An atlas of the shared genetic architecture between atopic and gastrointestinal diseases

Comorbidity among atopic diseases (ADs) and gastrointestinal diseases (GIDs) has been repeatedly demonstrated by epidemiological studies, whereas the shared genetic liability remains largely unknown. Here we establish an atlas of the shared genetic architecture between 10 ADs or related traits and 11 GIDs, comprehensively investigating the comorbidity-associated genomic regions, cell types, genes and genetically predicted causality. Although distinct genetic correlations between AD-GID are observed, including 14 genome-wide and 28 regional correlations, genetic factors of Crohn's disease (CD), ulcerative colitis (UC), celiac disease and asthma subtypes are converged on CD4+ T cells consistently across relevant tissues.

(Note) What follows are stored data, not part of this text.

// Copyright (c) 2025 Kirky.X
//
// Licensed under the MIT License
// See LICENSE file in the project root for full license information.

use super::helpers::{
    create_run, create_site, fetcher, html_page, limits, mount_html, mount_sitemap, pipeline,
    setup,
};
use siteaudit::domain::models::audit_run::{AuditSettings, AuditStatus};
use siteaudit::domain::models::enrichment_metric::Strategy;
use siteaudit::domain::models::page_result::PageResult;
use siteaudit::domain::services::issue_rules::DUPLICATE_TITLE;
use siteaudit::utils::errors::AuditError;
use std::time::Duration;
use uuid::Uuid;
use wiremock::MockServer;

async fn duplicate_title_site() -> MockServer {
    let server = MockServer::start().await;
    mount_html(&server, "/", html_page("Welcome to the test site")).await;
    mount_html(&server, "/a", html_page("Shared product title")).await;
    mount_html(&server, "/b", html_page("Shared product title")).await;
    mount_html(&server, "/c", html_page("Shared product title")).await;
    mount_sitemap(&server, &["/a", "/b", "/c"]).await;
    server
}

#[tokio::test]
async fn test_duplicate_titles_are_reported_once() {
    let ctx = setup().await;
    let server = duplicate_title_site().await;
    let site = create_site(&ctx.stores, &server.uri()).await;
    let run = create_run(&ctx.stores, site.id, AuditSettings::default()).await;
    let pipeline = pipeline(&ctx.stores, fetcher(Duration::from_secs(5)), limits(), 16);

    let report = pipeline.orchestrator.start(run.id).await.unwrap();
    assert_eq!(report.finalize.summary.issues_info, 1);
    assert_eq!(report.finalize.health_score, 99);

    let duplicates: Vec<_> = ctx
        .stores
        .issues
        .find_by_run(run.id)
        .await
        .unwrap()
        .into_iter()
        .filter(|i| i.issue_type == DUPLICATE_TITLE)
        .collect();
    assert_eq!(duplicates.len(), 1);
    assert!(duplicates[0].page_id.is_none());
    assert_eq!(duplicates[0].data["urls"].as_array().unwrap().len(), 3);
}

#[tokio::test]
async fn test_refinalize_is_idempotent() {
    let ctx = setup().await;
    let server = duplicate_title_site().await;
    let site = create_site(&ctx.stores, &server.uri()).await;
    let run = create_run(&ctx.stores, site.id, AuditSettings::default()).await;
    let pipeline = pipeline(&ctx.stores, fetcher(Duration::from_secs(5)), limits(), 16);

    let first = pipeline.orchestrator.start(run.id).await.unwrap().finalize;
    let second = pipeline.finalizer.finalize(run.id).await.unwrap();

    assert_eq!(first.health_score, second.health_score);
    assert_eq!(first.summary, second.summary);

    let stored = ctx.stores.runs.find_by_id(run.id).await.unwrap().unwrap();
    assert_eq!(stored.status, AuditStatus::Completed);
    assert_eq!(stored.health_score, Some(first.health_score));
    assert!(
        ctx.stores
            .issues
            .exists_by_type(run.id, DUPLICATE_TITLE)
            .await
            .unwrap()
    );
}

#[tokio::test]
async fn test_cwv_tasks_are_enqueued_home_first() {
    let ctx = setup().await;
    let server = MockServer::start().await;
    mount_html(&server, "/", html_page("Welcome to the test site")).await;
    let paths: Vec<String> = (0..8).map(|i| format!("/page-{}", i)).collect();
    for (i, p) in paths.iter().enumerate() {
        mount_html(&server, p, html_page(&format!("Distinct page number {}", i))).await;
    }
    let refs: Vec<&str> = paths.iter().map(String::as_str).collect();
    mount_sitemap(&server, &refs).await;

    let site = create_site(&ctx.stores, &server.uri()).await;
    let settings = AuditSettings {
        include_cwv: true,
        ..Default::default()
    };
    let run = create_run(&ctx.stores, site.id, settings).await;
    let mut pipeline = pipeline(&ctx.stores, fetcher(Duration::from_secs(5)), limits(), 64);

    let report = pipeline.orchestrator.start(run.id).await.unwrap();
    assert_eq!(report.finalize.enrichment_tasks, 12);

    let mut tasks = Vec::new();
    while let Ok(task) = pipeline.enrichment.try_recv() {
        tasks.push(task);
    }
    assert_eq!(tasks.len(), 12);
    assert!(tasks.iter().all(|t| t.run_id == run.id));

    let home = format!("{}/", server.uri());
    assert_eq!(tasks[0].url, home);
    assert_eq!(tasks[0].strategy, Strategy::Mobile);
    assert_eq!(tasks[1].url, home);
    assert_eq!(tasks[1].strategy, Strategy::Desktop);
    assert_eq!(
        tasks
            .iter()
            .filter(|t| t.strategy == Strategy::Desktop)
            .count(),
        6
    );
}

#[tokio::test]
async fn test_cwv_disabled_enqueues_nothing() {
    let ctx = setup().await;
    let server = duplicate_title_site().await;
    let site = create_site(&ctx.stores, &server.uri()).await;
    let run = create_run(&ctx.stores, site.id, AuditSettings::default()).await;
    let mut pipeline = pipeline(&ctx.stores, fetcher(Duration::from_secs(5)), limits(), 16);

    let report = pipeline.orchestrator.start(run.id).await.unwrap();
    assert_eq!(report.finalize.enrichment_tasks, 0);
    assert!(pipeline.enrichment.try_recv().is_err());
}

#[tokio::test]
async fn test_full_enrichment_queue_does_not_fail_run() {
    let ctx = setup().await;
    let server = duplicate_title_site().await;
    let site = create_site(&ctx.stores, &server.uri()).await;
    let settings = AuditSettings {
        include_cwv: true,
        ..Default::default()
    };
    let run = create_run(&ctx.stores, site.id, settings).await;
    let pipeline = pipeline(&ctx.stores, fetcher(Duration::from_secs(5)), limits(), 1);

    let report = pipeline.orchestrator.start(run.id).await.unwrap();
    assert_eq!(report.finalize.enrichment_tasks, 1);

    let stored = ctx.stores.runs.find_by_id(run.id).await.unwrap().unwrap();
    assert_eq!(stored.status, AuditStatus::Completed);
}

#[tokio::test]
async fn test_finalize_scores_stored_pages() {
    let ctx = setup().await;
    let site = create_site(&ctx.stores, "https://shop.example.com/").await;
    let run = create_run(&ctx.stores, site.id, AuditSettings::default()).await;
    ctx.stores.runs.mark_running(run.id).await.unwrap();

    let mut broken = PageResult::new(run.id, "https://shop.example.com/x", "/x");
    broken.status_code = 500;
    let issues = vec![siteaudit::domain::models::issue::NewIssue::new(
        siteaudit::domain::models::issue::Severity::Critical,
        "server_error",
        "Server responded with HTTP 500",
        serde_json::json!({ "status_code": 500 }),
    )];
    ctx.stores.pages.save_page(&broken, issues).await.unwrap();

    let pipeline = pipeline(&ctx.stores, fetcher(Duration::from_secs(1)), limits(), 4);
    let outcome = pipeline.finalizer.finalize(run.id).await.unwrap();

    assert_eq!(outcome.summary.pages_crawled, 1);
    assert_eq!(outcome.summary.issues_critical, 1);
    assert_eq!(outcome.health_score, 92);
}

#[tokio::test]
async fn test_finalize_queued_run_fails_it() {
    let ctx = setup().await;
    let site = create_site(&ctx.stores, "https://shop.example.com/").await;
    let run = create_run(&ctx.stores, site.id, AuditSettings::default()).await;
    let pipeline = pipeline(&ctx.stores, fetcher(Duration::from_secs(1)), limits(), 4);

    // A queued run cannot be completed; the failure is recorded on the run
    let err = pipeline.finalizer.finalize(run.id).await.unwrap_err();
    assert!(matches!(err, AuditError::Finalization(_)));

    let stored = ctx.stores.runs.find_by_id(run.id).await.unwrap().unwrap();
    assert_eq!(stored.status, AuditStatus::Failed);
    assert!(stored
        .error_message
        .unwrap()
        .starts_with("Finalization failed: "));
}

#[tokio::test]
async fn test_finalize_unknown_run() {
    let ctx = setup().await;
    let pipeline = pipeline(&ctx.stores, fetcher(Duration::from_secs(1)), limits(), 4);

    let err = pipeline.finalizer.finalize(Uuid::new_v4()).await.unwrap_err();
    assert!(matches!(err, AuditError::RunNotFound(_)));
}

Fourteen genes are associated with comorbidities, with three genes are known treatment targets, showing probabilities for drug repurposing. Lower expressions of WDR18 and GPX4 in PBMC CD4+ T cells predict decreased risk of CD and asthma, which could be novel drug targets. MR unveils certain ADs led to higher risk of GIDs or vice versa. Taken together, here we show distinct genetic correlations between AD-GID pairs, but the correlated genomic loci converge on the dysregulation of CD4+ T cells. Inhibiting WDR18 and GPX4 expressions might be candidate therapeutic strategies for CD and asthma. Estimated causality indicates potential guidance for preventing comorbidity.